THE DISORGANIZED ADULT
ADHD
is as prevalent among grown-ups as children –
and just as essential to manage with organizational techniques
By Peter Jaksa, Ph.D.
One of the most common and debilitating symptoms for adults with
Attention Deficit Hyperactivity Disorder is severe and chronic
disorganization. Needed items at work and home get buried in piles
of clutter. Bills don't get paid. Projects go unfinished. Jobs are
lost, careers flounder. Intelligent, creative, and otherwise
successful individuals are plagued with chronic feelings of being
overwhelmed and exhausted. As many adults with ADHD can tell you,
their lives don't simply feel out of control, they are
out of control.
Organizational strategies are essential for managing ADHD symptoms.
A healthy and realistic goal is not to become super-organized, but
simply to make work and home life more manageable. Transforming an
environment of chaos into ordinary messiness can, and should, be
considered a job well done.
A successful system of organization must be individually designed to
meet a person's particular needs and address specific problem areas
in his or her life. The strategies and routines discussed here
provide ideas for getting started. If more help is needed-for you or
someone you know-please don't hesitate to consult a behavior
therapist or professional organizer.
Organizing Time
It's been said "The best way to get nothing done is to try doing
everything at once." For many adults with ADHD, this is not just a
truism but a maddeningly frustrating way of life. Using some type of
planner with a calendar function-either a weekly-minder paper
version or computer software program-is essential for any time
management system.
Every activity that involves scheduling (appointments, social
events, deadlines, exercise routine, etc.) goes into the planner.
Avoid the common mistake of trying to schedule every hour of the
day, which is usually counterproductive and leads to failure,
frustration and discouragement. Leave blank spaces in your schedule
for breaks, flex time and the unexpected. Don't schedule every
activity, only the essential ones.
A calendar or planner also serves as a reminder system. Learn to
live by the principle that "If it's worth remembering, it's worth
writing down." Since such a datebook is only as useful as the
frequency with which it's checked, get in the habit of looking at
your planner as often as you look at your watch.
Organizing Tasks
Many ADHD problems that result in low productivity are due to
failures in planning, prioritizing and following through on tasks.
Those ever-present feelings of being overwhelmed and exhausted come
from a myriad of half-completed projects and put-aside to-do's.
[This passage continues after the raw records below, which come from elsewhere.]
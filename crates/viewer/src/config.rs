//! Viewer configuration (window, controls, timing). Loaded from config.ron at startup.

use serde::{Deserialize, Serialize};
use sim::RigSettings;
use std::path::{Path, PathBuf};
use thiserror::Error;

#[derive(Debug, Error)]
pub enum ConfigError {
    #[error("could not read {path:?}: {source}")]
    Read {
        path: PathBuf,
        #[source]
        source: std::io::Error,
    },
    #[error("invalid config: {0}")]
    Parse(#[from] ron::error::SpannedError),
}

/// Persistent viewer settings. Every field falls back to its default when absent.
#[derive(Debug, Clone, PartialEq, Serialize, Deserialize)]
pub struct ViewerConfig {
    /// Window width in logical pixels.
    #[serde(default = "default_window_width")]
    pub window_width: u32,
    /// Window height in logical pixels.
    #[serde(default = "default_window_height")]
    pub window_height: u32,
    #[serde(default = "default_true")]
    pub vsync: bool,
    /// Radians of camera rotation per pixel of pointer motion.
    #[serde(default = "default_mouse_sensitivity")]
    pub mouse_sensitivity: f32,
    /// Free-fly speed in units per second.
    #[serde(default = "default_movement_speed")]
    pub movement_speed: f32,
    #[serde(default = "default_fast_multiplier")]
    pub fast_multiplier: f32,
    #[serde(default = "default_slow_multiplier")]
    pub slow_multiplier: f32,
    /// Simulation rate for deterministic fixed stepping. `None` runs one
    /// variable step per rendered frame.
    #[serde(default)]
    pub fixed_step_hz: Option<f64>,
    /// Seed for exhaust particle randomness. `None` seeds from entropy.
    #[serde(default)]
    pub exhaust_seed: Option<u64>,
    #[serde(default)]
    pub start_split_screen: bool,
}

fn default_window_width() -> u32 {
    1280
}
fn default_window_height() -> u32 {
    720
}
fn default_true() -> bool {
    true
}
fn default_mouse_sensitivity() -> f32 {
    0.01
}
fn default_movement_speed() -> f32 {
    5.0
}
fn default_fast_multiplier() -> f32 {
    2.0
}
fn default_slow_multiplier() -> f32 {
    0.5
}

impl Default for ViewerConfig {
    fn default() -> Self {
        Self {
            window_width: default_window_width(),
            window_height: default_window_height(),
            vsync: default_true(),
            mouse_sensitivity: default_mouse_sensitivity(),
            movement_speed: default_movement_speed(),
            fast_multiplier: default_fast_multiplier(),
            slow_multiplier: default_slow_multiplier(),
            fixed_step_hz: None,
            exhaust_seed: None,
            start_split_screen: false,
        }
    }
}

impl ViewerConfig {
    /// Load config from `config.ron`. A missing file gives the defaults; an
    /// unreadable or invalid one is logged and also gives the defaults.
    pub fn load() -> Self {
        let path = config_path();
        if !path.exists() {
            log::info!("No config at {:?}, using defaults", path);
            return Self::default();
        }
        match Self::load_from(&path) {
            Ok(config) => {
                log::info!("Loaded config from {:?}", path);
                config
            }
            Err(e) => {
                log::warn!("{}, using defaults", e);
                Self::default()
            }
        }
    }

    pub fn load_from(path: &Path) -> Result<Self, ConfigError> {
        let data = std::fs::read_to_string(path).map_err(|source| ConfigError::Read {
            path: path.to_path_buf(),
            source,
        })?;
        Self::from_ron(&data)
    }

    pub fn from_ron(data: &str) -> Result<Self, ConfigError> {
        Ok(ron::from_str(data)?)
    }

    pub fn rig_settings(&self) -> RigSettings {
        RigSettings {
            movement_speed: self.movement_speed,
            fast_multiplier: self.fast_multiplier,
            slow_multiplier: self.slow_multiplier,
            mouse_sensitivity: self.mouse_sensitivity,
        }
    }
}

fn config_path() -> PathBuf {
    std::env::current_dir().unwrap_or_else(|_| PathBuf::from(".")).join("config.ron")
}

#[cfg(test)]
mod tests {
    use super::*;

    #[test]
    fn empty_struct_gives_defaults() {
        let config = ViewerConfig::from_ron("()").unwrap();
        assert_eq!(config, ViewerConfig::default());
        assert_eq!(config.rig_settings(), RigSettings::default());
    }

    #[test]
    fn partial_config_keeps_other_defaults() {
        let config = ViewerConfig::from_ron(
            "(vsync: false, movement_speed: 12.5, fixed_step_hz: Some(120.0), exhaust_seed: Some(9))",
        )
        .unwrap();
        assert!(!config.vsync);
        assert_eq!(config.movement_speed, 12.5);
        assert_eq!(config.fixed_step_hz, Some(120.0));
        assert_eq!(config.exhaust_seed, Some(9));
        assert_eq!(config.window_width, 1280);
        assert_eq!(config.mouse_sensitivity, 0.01);
    }

    #[test]
    fn invalid_config_is_a_parse_error() {
        let err = ViewerConfig::from_ron("(window_width: \"wide\")").unwrap_err();
        assert!(matches!(err, ConfigError::Parse(_)));
    }

    #[test]
    fn missing_file_is_a_read_error() {
        let err = ViewerConfig::load_from(Path::new("/nonexistent/lander/config.ron")).unwrap_err();
        assert!(matches!(err, ConfigError::Read { .. }));
    }

    #[test]
    fn round_trips_through_ron() {
        let config = ViewerConfig {
            start_split_screen: true,
            ..Default::default()
        };
        let text = ron::ser::to_string_pretty(&config, ron::ser::PrettyConfig::default()).unwrap();
        assert_eq!(ViewerConfig::from_ron(&text).unwrap(), config);
    }
}
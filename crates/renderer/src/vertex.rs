//! Vertex types and layouts for rendering.

use bytemuck::{Pod, Zeroable};
use glam::Mat4;

/// Standard vertex with position, normal, UV coordinates, and color.
#[repr(C)]
#[derive(Debug, Clone, Copy, PartialEq, Pod, Zeroable)]
pub struct Vertex {
    pub position: [f32; 3],
    pub normal: [f32; 3],
    pub tex_coords: [f32; 2],
    pub color: [f32; 4],
}

impl Vertex {
    pub fn new(position: [f32; 3], normal: [f32; 3], tex_coords: [f32; 2]) -> Self {
        Self {
            position,
            normal,
            tex_coords,
            color: [1.0, 1.0, 1.0, 1.0],
        }
    }

    pub fn with_color(position: [f32; 3], normal: [f32; 3], tex_coords: [f32; 2], color: [f32; 4]) -> Self {
        Self {
            position,
            normal,
            tex_coords,
            color,
        }
    }

    const ATTRIBUTES: [wgpu::VertexAttribute; 4] =
        wgpu::vertex_attr_array![0 => Float32x3, 1 => Float32x3, 2 => Float32x2, 3 => Float32x4];

    pub fn layout() -> wgpu::VertexBufferLayout<'static> {
        wgpu::VertexBufferLayout {
            array_stride: std::mem::size_of::<Vertex>() as wgpu::BufferAddress,
            step_mode: wgpu::VertexStepMode::Vertex,
            attributes: &Self::ATTRIBUTES,
        }
    }
}

/// Convert generated CPU mesh data into GPU vertices.
pub fn vertices_from_generated(mesh: &procgen::GeneratedMesh) -> Vec<Vertex> {
    mesh.positions
        .iter()
        .zip(&mesh.normals)
        .zip(&mesh.colors)
        .map(|((p, n), c)| Vertex::with_color(p.to_array(), n.to_array(), [0.0, 0.0], *c))
        .collect()
}

/// Instance data for instanced rendering.
#[repr(C)]
#[derive(Debug, Clone, Copy, PartialEq, Pod, Zeroable)]
pub struct InstanceData {
    /// Model matrix (4x4), column major.
    pub model: [[f32; 4]; 4],
    /// Color tint, multiplied with the vertex color.
    pub color: [f32; 4],
}

impl InstanceData {
    pub fn new(model: [[f32; 4]; 4], color: [f32; 4]) -> Self {
        Self { model, color }
    }

    pub fn from_matrix(model: Mat4, color: [f32; 4]) -> Self {
        Self::new(model.to_cols_array_2d(), color)
    }

    /// Model columns at locations 4..=7, color at 8 (after the four vertex attributes).
    const ATTRIBUTES: [wgpu::VertexAttribute; 5] = wgpu::vertex_attr_array![
        4 => Float32x4,
        5 => Float32x4,
        6 => Float32x4,
        7 => Float32x4,
        8 => Float32x4
    ];

    pub fn layout() -> wgpu::VertexBufferLayout<'static> {
        wgpu::VertexBufferLayout {
            array_stride: std::mem::size_of::<InstanceData>() as wgpu::BufferAddress,
            step_mode: wgpu::VertexStepMode::Instance,
            attributes: &Self::ATTRIBUTES,
        }
    }
}

impl Default for InstanceData {
    fn default() -> Self {
        Self::from_matrix(Mat4::IDENTITY, [1.0, 1.0, 1.0, 1.0])
    }
}

/// Vertex for screen-space UI overlay. Drawn as a plain triangle list.
#[repr(C)]
#[derive(Debug, Clone, Copy, PartialEq, Pod, Zeroable)]
pub struct OverlayVertex {
    /// NDC position (x, y) in -1..1
    pub position: [f32; 2],
    /// RGBA color
    pub color: [f32; 4],
}

impl OverlayVertex {
    const ATTRIBUTES: [wgpu::VertexAttribute; 2] = wgpu::vertex_attr_array![0 => Float32x2, 1 => Float32x4];

    pub fn layout() -> wgpu::VertexBufferLayout<'static> {
        wgpu::VertexBufferLayout {
            array_stride: std::mem::size_of::<OverlayVertex>() as wgpu::BufferAddress,
            step_mode: wgpu::VertexStepMode::Vertex,
            attributes: &Self::ATTRIBUTES,
        }
    }
}

/// Builds overlay geometry in pixel coordinates.
pub struct OverlayBuilder {
    pub vertices: Vec<OverlayVertex>,
    screen_w: f32,
    screen_h: f32,
}

impl OverlayBuilder {
    pub fn new(screen_w: f32, screen_h: f32) -> Self {
        Self {
            vertices: Vec::new(),
            screen_w: screen_w.max(1.0),
            screen_h: screen_h.max(1.0),
        }
    }

    /// Convert pixel coords (origin top-left) to NDC.
    fn px_to_ndc(&self, px: f32, py: f32) -> [f32; 2] {
        [(px / self.screen_w) * 2.0 - 1.0, 1.0 - (py / self.screen_h) * 2.0]
    }

    /// Add a solid-color rectangle. Coordinates in pixels.
    pub fn add_rect(&mut self, x: f32, y: f32, w: f32, h: f32, color: [f32; 4]) {
        let tl = self.px_to_ndc(x, y);
        let br = self.px_to_ndc(x + w, y + h);
        let corner = |position| OverlayVertex { position, color };
        let (tr, bl) = ([br[0], tl[1]], [tl[0], br[1]]);
        self.vertices
            .extend([corner(tl), corner(bl), corner(br), corner(tl), corner(br), corner(tr)]);
    }

    /// Rectangle outline of the given thickness, drawn inside the bounds.
    pub fn add_frame(&mut self, x: f32, y: f32, w: f32, h: f32, thickness: f32, color: [f32; 4]) {
        let t = thickness.min(w / 2.0).min(h / 2.0);
        self.add_rect(x, y, w, t, color);
        self.add_rect(x, y + h - t, w, t, color);
        self.add_rect(x, y + t, t, h - 2.0 * t, color);
        self.add_rect(x + w - t, y + t, t, h - 2.0 * t, color);
    }

    pub fn finish(self) -> Vec<OverlayVertex> {
        self.vertices
    }
}

#[cfg(test)]
mod tests {
    use super::*;
    use glam::Vec3;

    #[test]
    fn layouts_match_struct_sizes() {
        assert_eq!(std::mem::size_of::<Vertex>(), 48);
        assert_eq!(std::mem::size_of::<InstanceData>(), 80);
        assert_eq!(std::mem::size_of::<OverlayVertex>(), 24);
        assert_eq!(Vertex::layout().array_stride, 48);
        assert_eq!(InstanceData::layout().attributes.last().map(|a| a.offset), Some(64));
    }

    #[test]
    fn overlay_rect_covers_full_screen() {
        let mut builder = OverlayBuilder::new(800.0, 600.0);
        builder.add_rect(0.0, 0.0, 800.0, 600.0, [1.0; 4]);
        let verts = builder.finish();
        assert_eq!(verts.len(), 6);
        assert_eq!(verts[0].position, [-1.0, 1.0]);
        assert_eq!(verts[2].position, [1.0, -1.0]);
    }

    #[test]
    fn overlay_rect_is_counter_clockwise() {
        let mut builder = OverlayBuilder::new(100.0, 100.0);
        builder.add_rect(10.0, 10.0, 20.0, 20.0, [1.0; 4]);
        for tri in builder.vertices.chunks(3) {
            let [a, b, c] = [tri[0].position, tri[1].position, tri[2].position];
            let area = (b[0] - a[0]) * (c[1] - a[1]) - (b[1] - a[1]) * (c[0] - a[0]);
            assert!(area > 0.0);
        }
    }

    #[test]
    fn generated_mesh_converts_per_vertex() {
        let mut mesh = procgen::GeneratedMesh::new();
        mesh.add_flat_quad(Vec3::ZERO, Vec3::X, Vec3::new(1.0, 1.0, 0.0), Vec3::Y, [0.5, 0.25, 1.0, 1.0]);
        let verts = vertices_from_generated(&mesh);
        assert_eq!(verts.len(), 4);
        assert_eq!(verts[1].position, [1.0, 0.0, 0.0]);
        assert_eq!(verts[2].color, [0.5, 0.25, 1.0, 1.0]);
        assert_eq!(verts[0].normal, [0.0, 0.0, 1.0]);
    }
}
Two
basic strategies that help are to put routine essentials-laundry,
washing dishes, general cleaning-on a set schedule, and maintain a
prioritized list for comparatively incidental tasks. The one
requirement for completing routine chores is that they must be done
at regular and consistent times. (See "The Top 3 Task List").
The lack
of consistent follow-through required to complete tasks is caused by
ADHD symptoms of excessive procrastination and forgetfulness. Let’s
face it, there is no way to establish any degree of consistent time
and effort put into routine tasks unless those tasks become part of
a regular schedule. Draw up a weekly schedule with set times blocked
out for basic housekeeping work. Some chores, such as laundry and
cleaning, can be done via multi-tasking within the same block of
time. Many people find that even a half-day a week is sufficient.
Use shorter or longer time slots to fit your level of patience and
frustration tolerance, but the one essential requirement is that
these times must be kept consistent.
Larger projects or tasks are more manageable when they're
"chunked" by breaking them up into smaller pieces and scheduling
each piece a realistic amount of time. Writing a paper, completing a
project for work, or cleaning out the basement are some tasks that
fall in this category. Start by setting a firm deadline for
completion. Estimate the total amount of time you'll likely need,
then work backward from the deadline and carve out time slots for
completing each "chunk." Since many adults with ADHD are notoriously
poor in judging how much time activities actually take, use the 1.5
Rule. After estimating the duration of a project, multiply the
number by 1.5.
Organizing Things
PICK A SPOT:
Lost keys, bills, documents-these are the bane of life with ADHD.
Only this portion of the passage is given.